Tabelas de destino, tabelas de controle e gerenciamento de tabela do monitor de eventos

É possível definir um monitor de eventos para que ele armazene seus registros de eventos em tabelas SQL. Para fazer isso, use a instrução CREATE EVENT MONITOR com a cláusula WRITE TO TABLE.
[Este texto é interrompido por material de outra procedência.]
use ratatui::{
    layout::{Constraint, Layout, Position, Rect},
    style::{Color, Modifier, Style, Stylize},
    text::{Line, Span},
    widgets::{Block, Borders, List, ListItem, ListState, Paragraph, Wrap},
    Frame,
};
use tasklist_core::{Status, Task, TaskListView};

use crate::app::{App, Focus};

const PLACEHOLDER: &str = "Please type your task...";

pub fn draw(frame: &mut Frame, app: &App) {
    let mut title = vec![Span::raw(" To Do List ").bold()];
    if app.view.is_busy() {
        title.push(Span::raw("syncing… ").fg(Color::Yellow));
    }
    let outer = Block::bordered().title(Line::from(title));
    let inner = outer.inner(frame.area());
    frame.render_widget(outer, frame.area());

    let [input_area, list_area, help_area] = Layout::vertical([
        Constraint::Length(2),
        Constraint::Min(1),
        Constraint::Length(1),
    ])
    .areas(inner);

    draw_input(frame, app, input_area);
    draw_body(frame, app, list_area);
    frame.render_widget(
        Paragraph::new(help_text(app)).style(Style::new().fg(Color::DarkGray)),
        help_area,
    );
}

/// The input line sits above a bottom border that divides it from the list.
fn draw_input(frame: &mut Frame, app: &App, area: Rect) {
    let input = app.view.input();
    let text = if input.is_empty() {
        PLACEHOLDER.fg(Color::DarkGray)
    } else {
        Span::raw(input)
    };
    let prompt = Line::from(vec!["+ ".bold(), text]);
    frame.render_widget(
        Paragraph::new(prompt).block(Block::new().borders(Borders::BOTTOM)),
        area,
    );

    if app.focus() == Focus::Input && app.view.editing().is_none() {
        // Columns, not chars: wide glyphs take two cells.
        let width = 2usize.saturating_add(Span::raw(input).width());
        let offset = u16::try_from(width).unwrap_or(u16::MAX);
        let x = area.x.saturating_add(offset).min(area.right().saturating_sub(1));
        frame.set_cursor_position(Position::new(x, area.y));
    }
}

fn draw_body(frame: &mut Frame, app: &App, area: Rect) {
    match app.view.status() {
        Status::Loading => {
            frame.render_widget(Paragraph::new("Loading..."), area);
        }
        Status::Failed(message) => {
            frame.render_widget(
                Paragraph::new(format!("Error: {message}"))
                    .style(Style::new().fg(Color::Red))
                    .wrap(Wrap { trim: true }),
                area,
            );
        }
        Status::Ready if app.view.tasks().is_empty() => {
            frame.render_widget(Paragraph::new("Nothing to do.".fg(Color::DarkGray)), area);
        }
        Status::Ready => {
            let items: Vec<ListItem> = app
                .view
                .displayed()
                .map(|task| ListItem::new(row(&app.view, task)))
                .collect();
            let list = List::new(items).highlight_style(Style::new().add_modifier(Modifier::REVERSED));
            let mut state = ListState::default();
            if app.focus() == Focus::List {
                state.select(Some(app.selected()));
            }
            frame.render_stateful_widget(list, area, &mut state);
        }
    }
}

fn row<'a>(view: &'a TaskListView, task: &'a Task) -> Line<'a> {
    let checkbox = if task.complete { "[x] " } else { "[ ] " };
    if let Some(edit) = view.editing().filter(|edit| edit.id == task.id) {
        return Line::from(vec![
            Span::raw(checkbox),
            Span::raw(edit.draft.as_str()).underlined(),
            Span::raw("▏"),
            Span::raw("  [Save]").fg(Color::Cyan),
        ]);
    }
    let title = if task.complete {
        Span::raw(task.title.as_str()).crossed_out().fg(Color::DarkGray)
    } else {
        Span::raw(task.title.as_str())
    };
    Line::from(vec![
        Span::raw(checkbox),
        title,
        Span::raw("  [Edit]").fg(Color::Cyan),
        Span::raw(" [Delete]").fg(Color::Red),
    ])
}

fn help_text(app: &App) -> &'static str {
    if app.view.editing().is_some() {
        return "enter save · esc cancel · ↑/↓/tab leave row (saves)";
    }
    match app.focus() {
        Focus::Input => "enter add · tab list · ctrl-c quit",
        Focus::List if app.rows_visible() => {
            "space toggle · e edit · d delete · r refresh · tab input · q quit"
        }
        Focus::List => "r refresh · tab input · q quit",
    }
}
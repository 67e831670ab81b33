//! In-process stand-in for the remote task collection endpoint.
//!
//! Tasks are kept in creation order, which is the order `GET /tasks` lists
//! them in. Ids are server-assigned UUID strings.

use std::sync::Arc;

use axum::{
    extract::{Path, State},
    http::StatusCode,
    routing::get,
    Json, Router,
};
use serde::{Deserialize, Serialize};
use tokio::{net::TcpListener, sync::RwLock};
use tracing::debug;
use uuid::Uuid;

#[derive(Clone, Debug, Serialize, Deserialize, PartialEq, Eq)]
pub struct Task {
    pub id: String,
    pub title: String,
    pub complete: bool,
}

#[derive(Deserialize)]
pub struct CreateTask {
    pub title: String,
    #[serde(default)]
    pub complete: bool,
}

/// Fields absent from the body are left unchanged; an `id` in the body is
/// ignored in favour of the path.
#[derive(Deserialize)]
pub struct UpdateTask {
    pub title: Option<String>,
    pub complete: Option<bool>,
}

pub type Db = Arc<RwLock<Vec<Task>>>;

pub fn app() -> Router {
    let db: Db = Arc::new(RwLock::new(Vec::new()));
    Router::new()
        .route("/tasks", get(list_tasks).post(create_task))
        .route("/tasks/{id}", get(get_task).put(update_task).delete(delete_task))
        .with_state(db)
}

pub async fn run(listener: TcpListener) -> Result<(), std::io::Error> {
    axum::serve(listener, app()).await
}

async fn list_tasks(State(db): State<Db>) -> Json<Vec<Task>> {
    let tasks = db.read().await;
    Json(tasks.clone())
}

async fn create_task(
    State(db): State<Db>,
    Json(input): Json<CreateTask>,
) -> (StatusCode, Json<Task>) {
    let task = Task {
        id: Uuid::new_v4().to_string(),
        title: input.title,
        complete: input.complete,
    };
    debug!(id = %task.id, "created task");
    db.write().await.push(task.clone());
    (StatusCode::CREATED, Json(task))
}

async fn get_task(
    State(db): State<Db>,
    Path(id): Path<String>,
) -> Result<Json<Task>, StatusCode> {
    let tasks = db.read().await;
    tasks
        .iter()
        .find(|task| task.id == id)
        .cloned()
        .map(Json)
        .ok_or(StatusCode::NOT_FOUND)
}

async fn update_task(
    State(db): State<Db>,
    Path(id): Path<String>,
    Json(input): Json<UpdateTask>,
) -> Result<Json<Task>, StatusCode> {
    let mut tasks = db.write().await;
    let task = tasks
        .iter_mut()
        .find(|task| task.id == id)
        .ok_or(StatusCode::NOT_FOUND)?;
    if let Some(title) = input.title {
        task.title = title;
    }
    if let Some(complete) = input.complete {
        task.complete = complete;
    }
    debug!(%id, "updated task");
    Ok(Json(task.clone()))
}

/// Acknowledges with the deleted record, as the hosted collection API does.
async fn delete_task(
    State(db): State<Db>,
    Path(id): Path<String>,
) -> Result<Json<Task>, StatusCode> {
    let mut tasks = db.write().await;
    let index = tasks
        .iter()
        .position(|task| task.id == id)
        .ok_or(StatusCode::NOT_FOUND)?;
    debug!(%id, "deleted task");
    Ok(Json(tasks.remove(index)))
}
Quando se cria um monitor de eventos write-to-table, o monitor de eventos cria tabelas de destino para armazenar registros para cada um dos grupos de dados lógicos que retornam dados. Em cada tabela, os nomes das colunas correspondem aos nomes dos elementos do monitor que elas representam. Por padrão, o monitor de eventos cria as tabelas no esquema do criador do monitor de eventos e nomeia as tabelas concatenando o nome do grupo de dados lógico correspondente ao nome do monitor de eventos.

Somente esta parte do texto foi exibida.